A0764
Title: Efficient Bayesian semiparametric modeling and variable selection for spatiotemporal transmission of multiple pathogens
Authors: Nikolay Bliznyuk - University of Florida (United States) [presenting]
Xueying Tang - University of Arizona (United States)
Abstract: Mathematical modeling of infectious diseases plays an important role in the development and evaluation of intervention plans. These plans, such as the development of vaccines, are usually pathogen-specific, but laboratory confirmation of all pathogen-specific infections is rarely available. If an epidemic is a consequence of the co-circulation of several pathogens, it is desirable to jointly model these pathogens in order to study the transmissibility of the disease to help inform public health policy. A major challenge in utilizing laboratory test data is that it is not available for every infected person. Appropriate imputation of the missing pathogen information often requires a prohibitive amount of computation. To address it, the earlier hierarchical Bayesian multi-pathogen framework is extended, which uses a latent process to link the disease counts and the lab test data.
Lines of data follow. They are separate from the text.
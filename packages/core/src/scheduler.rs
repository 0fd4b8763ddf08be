// Фоновое обслуживание: периодическая ротация ключей и переоценка угрозы
//
// Два независимых цикла; остановка через watch-канал. Период ротации
// берётся из keyRotationInterval фабрики и перечитывается на каждом цикле.

use crate::config::AgilityConfig;
use crate::crypto::keys::KeyManagementService;
use crate::monitor::SecurityMonitor;
use std::sync::atomic::{AtomicU64, Ordering};
use std::sync::Arc;
use std::time::Duration;
use tokio::sync::watch;
use tokio::task::JoinHandle;
use tokio::time::MissedTickBehavior;

/// Счётчики выполненных проходов
#[derive(Debug, Default)]
pub struct SchedulerStats {
    rotation_sweeps: AtomicU64,
    threat_assessments: AtomicU64,
}

impl SchedulerStats {
    pub fn rotation_sweeps(&self) -> u64 {
        self.rotation_sweeps.load(Ordering::Relaxed)
    }

    pub fn threat_assessments(&self) -> u64 {
        self.threat_assessments.load(Ordering::Relaxed)
    }
}

/// Handle to the running maintenance tasks. Dropping it without calling
/// [`shutdown`](Self::shutdown) leaves the tasks running until the runtime stops.
#[derive(Debug)]
pub struct MaintenanceScheduler {
    shutdown: watch::Sender<bool>,
    stats: Arc<SchedulerStats>,
    tasks: Vec<JoinHandle<()>>,
}

impl MaintenanceScheduler {
    /// Spawns the rotation sweep and the threat assessment loops on the
    /// current tokio runtime. Both fire once immediately. Sweeps repeat every
    /// `keyRotationInterval` hours of the KMS factory config; a config update
    /// takes effect after the sweep already waiting.
    pub fn spawn(
        kms: Arc<KeyManagementService>,
        monitor: Arc<SecurityMonitor>,
        config: &AgilityConfig,
    ) -> Self {
        use tracing::info;

        let (shutdown, _) = watch::channel(false);
        let stats = Arc::new(SchedulerStats::default());

        let rotation_every = kms.factory().config().key_rotation_interval();
        let rotation = {
            let mut stop = shutdown.subscribe();
            let stats = Arc::clone(&stats);
            let timeout = config.rotation_timeout;
            tokio::spawn(async move {
                loop {
                    run_rotation_sweep(&kms, timeout).await;
                    stats.rotation_sweeps.fetch_add(1, Ordering::Relaxed);

                    let period = kms.factory().config().key_rotation_interval();
                    tokio::select! {
                        _ = tokio::time::sleep(period) => {}
                        _ = stop.changed() => break,
                    }
                }
            })
        };

        let assessment = {
            let mut stop = shutdown.subscribe();
            let stats = Arc::clone(&stats);
            let period = config.threat_assessment_interval;
            tokio::spawn(async move {
                let mut ticker = interval(period);
                loop {
                    tokio::select! {
                        _ = ticker.tick() => {
                            monitor.assess_quantum_threat();
                            stats.threat_assessments.fetch_add(1, Ordering::Relaxed);
                        }
                        _ = stop.changed() => break,
                    }
                }
            })
        };

        info!(
            target: "scheduler",
            rotation_every = ?rotation_every,
            assess_every = ?config.threat_assessment_interval,
            "Maintenance scheduler started"
        );

        Self {
            shutdown,
            stats,
            tasks: vec![rotation, assessment],
        }
    }

    pub fn stats(&self) -> Arc<SchedulerStats> {
        Arc::clone(&self.stats)
    }

    /// Signals both loops and waits for them to finish. A rotation already
    /// handed to the blocking pool completes on its own.
    pub async fn shutdown(self) {
        use tracing::{info, warn};

        let _ = self.shutdown.send(true);
        for task in self.tasks {
            if let Err(e) = task.await {
                warn!(target: "scheduler", error = %e, "Maintenance task ended abnormally");
            }
        }
        info!(target: "scheduler", "Maintenance scheduler stopped");
    }
}

fn interval(period: Duration) -> tokio::time::Interval {
    // tokio паникует на нулевом периоде
    let mut ticker = tokio::time::interval(period.max(Duration::from_millis(1)));
    ticker.set_missed_tick_behavior(MissedTickBehavior::Skip);
    ticker
}

async fn run_rotation_sweep(kms: &Arc<KeyManagementService>, timeout: Duration) {
    use tracing::{debug, warn};

    let report = kms.perform_scheduled_rotations_with_timeout(timeout).await;
    if report.failed.is_empty() {
        debug!(
            target: "scheduler",
            rotated = report.rotated.len(),
            expired = report.expired.len(),
            "Rotation sweep done"
        );
    } else {
        warn!(
            target: "scheduler",
            rotated = report.rotated.len(),
            failed = report.failed.len(),
            "Rotation sweep finished with failures"
        );
    }
}
// Construct Agility Core
// Crypto-agility engine: classical, post-quantum and hybrid providers,
// key lifecycle and quantum threat monitoring

#![warn(clippy::all)]
#![allow(clippy::too_many_arguments)]

// Модули
pub mod api;
pub mod config;
pub mod crypto;
pub mod error;
pub mod monitor;
pub mod protocol;
pub mod scheduler;
pub mod storage;
pub mod utils;

// Re-exports для удобства
pub use api::{KeyDirectory, MessageSink, SecureMessenger};
pub use config::{AgilityConfig, ProviderConfig, ProviderConfigPatch};
pub use crypto::algorithm::{AlgorithmId, SecurityLevel, SecurityTier};
pub use crypto::factory::ProviderFactory;
pub use crypto::keys::{
    KeyHealthReport, KeyManagementService, KeyMetadata, KeyStatus, RotationReport,
};
pub use crypto::provider::Provider;
pub use crypto::KeyPair;
pub use error::{CryptoError, ErrorKind, Result};
pub use monitor::{SecurityMonitor, ThreatGauge};
pub use scheduler::MaintenanceScheduler;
Under the proposed model, imputation of the unknown pathogen-specific cases can be effectively avoided by exploiting the relationship between multinomial and Poisson distributions. A variable selection prior is used to identify the risk factors and their proper functional form respecting the linear-nonlinear hierarchy. The efficiency gains of the proposed model and the performance of the selection priors are examined through simulation studies and on a real data case study from hand, foot, and mouth disease (HFMD) in China.